[Saved entries]
· · ·

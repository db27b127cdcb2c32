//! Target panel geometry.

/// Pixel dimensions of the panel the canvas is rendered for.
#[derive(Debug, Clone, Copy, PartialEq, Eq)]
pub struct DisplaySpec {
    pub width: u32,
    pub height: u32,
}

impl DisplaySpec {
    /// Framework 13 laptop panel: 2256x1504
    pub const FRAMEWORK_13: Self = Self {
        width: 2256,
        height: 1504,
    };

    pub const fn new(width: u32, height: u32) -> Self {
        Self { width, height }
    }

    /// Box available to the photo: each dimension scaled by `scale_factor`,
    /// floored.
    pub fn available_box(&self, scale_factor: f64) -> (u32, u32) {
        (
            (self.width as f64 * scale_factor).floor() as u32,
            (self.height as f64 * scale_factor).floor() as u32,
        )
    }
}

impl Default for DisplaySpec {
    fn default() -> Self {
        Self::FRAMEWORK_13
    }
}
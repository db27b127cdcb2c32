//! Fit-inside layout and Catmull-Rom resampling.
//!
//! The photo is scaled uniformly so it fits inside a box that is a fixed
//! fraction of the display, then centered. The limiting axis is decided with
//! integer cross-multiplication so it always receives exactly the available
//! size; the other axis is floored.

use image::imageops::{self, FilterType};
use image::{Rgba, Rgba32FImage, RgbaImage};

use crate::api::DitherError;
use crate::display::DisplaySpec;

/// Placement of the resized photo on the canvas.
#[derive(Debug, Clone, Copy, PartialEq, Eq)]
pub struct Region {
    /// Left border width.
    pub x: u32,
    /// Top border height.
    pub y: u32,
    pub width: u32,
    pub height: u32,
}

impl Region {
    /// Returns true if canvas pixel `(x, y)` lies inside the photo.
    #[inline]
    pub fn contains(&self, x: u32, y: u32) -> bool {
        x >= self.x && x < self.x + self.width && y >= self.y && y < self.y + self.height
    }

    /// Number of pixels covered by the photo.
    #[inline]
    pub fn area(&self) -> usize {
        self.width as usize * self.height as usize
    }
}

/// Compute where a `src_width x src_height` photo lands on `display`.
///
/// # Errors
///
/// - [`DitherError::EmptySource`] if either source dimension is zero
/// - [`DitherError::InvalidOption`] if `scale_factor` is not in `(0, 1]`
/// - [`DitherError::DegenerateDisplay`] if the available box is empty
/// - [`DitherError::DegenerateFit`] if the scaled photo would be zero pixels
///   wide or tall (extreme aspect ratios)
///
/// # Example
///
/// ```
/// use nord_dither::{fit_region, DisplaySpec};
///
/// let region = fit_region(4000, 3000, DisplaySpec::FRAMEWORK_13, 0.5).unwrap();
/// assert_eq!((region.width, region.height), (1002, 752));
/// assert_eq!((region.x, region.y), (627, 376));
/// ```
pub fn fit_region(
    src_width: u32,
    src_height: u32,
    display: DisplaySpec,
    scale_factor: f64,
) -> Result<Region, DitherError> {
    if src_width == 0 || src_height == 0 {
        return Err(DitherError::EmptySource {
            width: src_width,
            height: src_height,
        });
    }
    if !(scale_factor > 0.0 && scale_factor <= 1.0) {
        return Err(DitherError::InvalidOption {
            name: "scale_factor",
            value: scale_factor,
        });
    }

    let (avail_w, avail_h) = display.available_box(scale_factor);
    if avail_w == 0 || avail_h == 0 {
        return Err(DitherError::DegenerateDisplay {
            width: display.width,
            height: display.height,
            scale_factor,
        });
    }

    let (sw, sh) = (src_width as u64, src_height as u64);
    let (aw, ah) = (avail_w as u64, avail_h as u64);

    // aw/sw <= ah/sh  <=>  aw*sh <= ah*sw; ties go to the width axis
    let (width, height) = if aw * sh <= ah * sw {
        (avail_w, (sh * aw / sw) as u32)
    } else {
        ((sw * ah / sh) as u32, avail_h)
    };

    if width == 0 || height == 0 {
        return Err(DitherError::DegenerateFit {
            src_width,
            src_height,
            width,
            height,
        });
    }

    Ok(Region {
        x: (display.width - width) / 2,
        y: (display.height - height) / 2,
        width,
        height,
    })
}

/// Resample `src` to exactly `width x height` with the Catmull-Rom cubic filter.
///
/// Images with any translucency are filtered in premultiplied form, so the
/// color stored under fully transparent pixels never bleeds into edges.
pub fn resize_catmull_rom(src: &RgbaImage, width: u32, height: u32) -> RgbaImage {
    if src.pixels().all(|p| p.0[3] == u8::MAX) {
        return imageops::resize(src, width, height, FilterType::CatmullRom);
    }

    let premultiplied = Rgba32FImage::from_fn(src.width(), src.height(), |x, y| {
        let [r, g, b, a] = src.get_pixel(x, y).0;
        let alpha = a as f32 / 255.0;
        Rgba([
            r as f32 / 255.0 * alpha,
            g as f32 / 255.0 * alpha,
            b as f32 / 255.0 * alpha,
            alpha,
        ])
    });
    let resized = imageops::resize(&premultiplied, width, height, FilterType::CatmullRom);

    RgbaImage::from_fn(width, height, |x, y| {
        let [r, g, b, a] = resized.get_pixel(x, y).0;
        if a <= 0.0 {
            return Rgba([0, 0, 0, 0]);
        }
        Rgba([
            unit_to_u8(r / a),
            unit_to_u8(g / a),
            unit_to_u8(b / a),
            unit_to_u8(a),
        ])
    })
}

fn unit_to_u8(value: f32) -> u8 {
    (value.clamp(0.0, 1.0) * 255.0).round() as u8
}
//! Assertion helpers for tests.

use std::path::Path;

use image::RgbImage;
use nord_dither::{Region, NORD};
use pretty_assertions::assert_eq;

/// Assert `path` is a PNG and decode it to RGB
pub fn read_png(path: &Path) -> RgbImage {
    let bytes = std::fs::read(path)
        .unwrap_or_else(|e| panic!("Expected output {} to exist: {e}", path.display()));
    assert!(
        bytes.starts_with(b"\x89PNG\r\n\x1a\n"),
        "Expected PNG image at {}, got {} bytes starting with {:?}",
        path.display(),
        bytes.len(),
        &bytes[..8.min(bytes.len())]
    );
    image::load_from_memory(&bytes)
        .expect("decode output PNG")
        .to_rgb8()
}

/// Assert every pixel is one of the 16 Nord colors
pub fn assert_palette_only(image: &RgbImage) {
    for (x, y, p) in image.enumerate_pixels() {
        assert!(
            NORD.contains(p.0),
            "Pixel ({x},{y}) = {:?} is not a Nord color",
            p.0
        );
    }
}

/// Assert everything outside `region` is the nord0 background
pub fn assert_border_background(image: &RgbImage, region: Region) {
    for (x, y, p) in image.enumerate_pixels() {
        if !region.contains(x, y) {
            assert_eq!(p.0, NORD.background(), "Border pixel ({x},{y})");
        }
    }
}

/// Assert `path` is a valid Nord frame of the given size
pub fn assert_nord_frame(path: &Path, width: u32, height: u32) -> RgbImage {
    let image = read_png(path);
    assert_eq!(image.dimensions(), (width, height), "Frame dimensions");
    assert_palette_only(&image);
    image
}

· · ·

§ Work to complete: Up to and including the line with "inside the photo.", repeat the entries exactly, beginning at their first line.

§ Written answer:
repository db27b127cdcb2c32
//! Target panel geometry.

/// Pixel dimensions of the panel the canvas is rendered for.
#[derive(Debug, Clone, Copy, PartialEq, Eq)]
pub struct DisplaySpec {
    pub width: u32,
    pub height: u32,
}

impl DisplaySpec {
    /// Framework 13 laptop panel: 2256x1504
    pub const FRAMEWORK_13: Self = Self {
        width: 2256,
        height: 1504,
    };

    pub const fn new(width: u32, height: u32) -> Self {
        Self { width, height }
    }

    /// Box available to the photo: each dimension scaled by `scale_factor`,
    /// floored.
    pub fn available_box(&self, scale_factor: f64) -> (u32, u32) {
        (
            (self.width as f64 * scale_factor).floor() as u32,
            (self.height as f64 * scale_factor).floor() as u32,
        )
    }
}

impl Default for DisplaySpec {
    fn default() -> Self {
        Self::FRAMEWORK_13
    }
}
repository db27b127cdcb2c32
//! Fit-inside layout and Catmull-Rom resampling.
//!
//! The photo is scaled uniformly so it fits inside a box that is a fixed
//! fraction of the display, then centered. The limiting axis is decided with
//! integer cross-multiplication so it always receives exactly the available
//! size; the other axis is floored.

use image::imageops::{self, FilterType};
use image::{Rgba, Rgba32FImage, RgbaImage};

use crate::api::DitherError;
use crate::display::DisplaySpec;

/// Placement of the resized photo on the canvas.
#[derive(Debug, Clone, Copy, PartialEq, Eq)]
pub struct Region {
    /// Left border width.
    pub x: u32,
    /// Top border height.
    pub y: u32,
    pub width: u32,
    pub height: u32,
}

impl Region {
    /// Returns true if canvas pixel `(x, y)` lies inside the photo.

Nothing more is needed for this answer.